WORK REQUEST
Going through the data below, please show each line containing the string "parts".

(Records contained in a dataset)
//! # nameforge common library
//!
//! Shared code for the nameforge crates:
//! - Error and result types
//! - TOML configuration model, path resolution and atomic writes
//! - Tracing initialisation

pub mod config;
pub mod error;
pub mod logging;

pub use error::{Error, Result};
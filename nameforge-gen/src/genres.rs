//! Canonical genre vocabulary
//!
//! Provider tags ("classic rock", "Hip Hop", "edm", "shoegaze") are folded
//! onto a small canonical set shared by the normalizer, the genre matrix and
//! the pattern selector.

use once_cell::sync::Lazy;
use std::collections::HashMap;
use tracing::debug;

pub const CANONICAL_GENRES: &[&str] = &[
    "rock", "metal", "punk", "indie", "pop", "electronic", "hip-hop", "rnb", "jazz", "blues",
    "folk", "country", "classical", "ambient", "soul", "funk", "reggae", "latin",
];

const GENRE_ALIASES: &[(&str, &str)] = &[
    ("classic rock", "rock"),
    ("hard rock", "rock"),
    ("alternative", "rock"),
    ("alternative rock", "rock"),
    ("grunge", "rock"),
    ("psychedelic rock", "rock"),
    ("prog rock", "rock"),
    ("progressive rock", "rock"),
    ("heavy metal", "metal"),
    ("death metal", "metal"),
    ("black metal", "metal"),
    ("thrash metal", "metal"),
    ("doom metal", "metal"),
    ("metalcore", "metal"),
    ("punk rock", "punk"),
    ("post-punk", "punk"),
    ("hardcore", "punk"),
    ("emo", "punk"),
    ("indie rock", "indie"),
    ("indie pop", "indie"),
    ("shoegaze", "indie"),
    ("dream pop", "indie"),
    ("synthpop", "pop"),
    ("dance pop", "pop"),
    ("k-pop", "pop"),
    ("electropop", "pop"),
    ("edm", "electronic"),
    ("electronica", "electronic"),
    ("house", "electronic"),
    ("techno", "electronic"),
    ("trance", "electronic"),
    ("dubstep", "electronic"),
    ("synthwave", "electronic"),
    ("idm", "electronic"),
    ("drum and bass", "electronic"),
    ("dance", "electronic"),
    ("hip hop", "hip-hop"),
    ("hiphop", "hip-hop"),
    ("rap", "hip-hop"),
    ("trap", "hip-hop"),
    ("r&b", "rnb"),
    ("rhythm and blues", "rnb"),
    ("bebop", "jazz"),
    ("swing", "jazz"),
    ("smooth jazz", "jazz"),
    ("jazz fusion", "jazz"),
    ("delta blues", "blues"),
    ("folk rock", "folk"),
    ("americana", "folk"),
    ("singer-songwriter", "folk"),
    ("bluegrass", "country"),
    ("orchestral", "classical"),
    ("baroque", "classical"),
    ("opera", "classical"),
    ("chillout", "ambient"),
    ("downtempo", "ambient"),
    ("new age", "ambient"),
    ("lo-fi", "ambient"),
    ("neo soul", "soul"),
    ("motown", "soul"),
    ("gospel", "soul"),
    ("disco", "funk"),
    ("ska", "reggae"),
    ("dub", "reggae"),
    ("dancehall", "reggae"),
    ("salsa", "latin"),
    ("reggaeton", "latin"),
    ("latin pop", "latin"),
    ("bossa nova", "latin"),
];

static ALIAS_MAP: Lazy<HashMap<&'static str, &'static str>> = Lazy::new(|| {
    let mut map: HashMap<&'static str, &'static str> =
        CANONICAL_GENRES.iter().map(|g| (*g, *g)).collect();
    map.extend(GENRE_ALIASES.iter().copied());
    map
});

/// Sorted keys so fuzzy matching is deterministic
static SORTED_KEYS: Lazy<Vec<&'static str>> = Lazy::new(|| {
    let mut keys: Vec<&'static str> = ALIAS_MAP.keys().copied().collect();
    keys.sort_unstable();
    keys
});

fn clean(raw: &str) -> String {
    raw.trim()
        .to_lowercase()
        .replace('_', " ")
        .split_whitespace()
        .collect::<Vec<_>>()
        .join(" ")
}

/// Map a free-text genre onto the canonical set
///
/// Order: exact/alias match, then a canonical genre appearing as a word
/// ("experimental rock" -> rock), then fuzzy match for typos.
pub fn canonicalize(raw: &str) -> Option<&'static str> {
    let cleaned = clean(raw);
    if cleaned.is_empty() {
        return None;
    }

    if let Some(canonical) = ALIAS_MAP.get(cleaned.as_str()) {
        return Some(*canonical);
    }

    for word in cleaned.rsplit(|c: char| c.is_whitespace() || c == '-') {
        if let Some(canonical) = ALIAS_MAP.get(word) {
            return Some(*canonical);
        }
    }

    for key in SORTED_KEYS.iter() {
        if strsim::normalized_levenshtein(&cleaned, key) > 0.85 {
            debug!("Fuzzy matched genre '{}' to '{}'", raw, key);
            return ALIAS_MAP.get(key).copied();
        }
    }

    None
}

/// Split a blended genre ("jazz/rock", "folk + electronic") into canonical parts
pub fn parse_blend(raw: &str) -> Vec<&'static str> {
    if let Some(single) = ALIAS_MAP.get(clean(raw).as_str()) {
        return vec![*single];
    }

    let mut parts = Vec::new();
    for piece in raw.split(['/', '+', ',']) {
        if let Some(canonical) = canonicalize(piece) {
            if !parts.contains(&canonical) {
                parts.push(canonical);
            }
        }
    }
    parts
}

ANSWER TO THE EXERCISE
/// Split a blended genre ("jazz/rock", "folk + electronic") into canonical parts
    let mut parts = Vec::new();
            if !parts.contains(&canonical) {
                parts.push(canonical);
    parts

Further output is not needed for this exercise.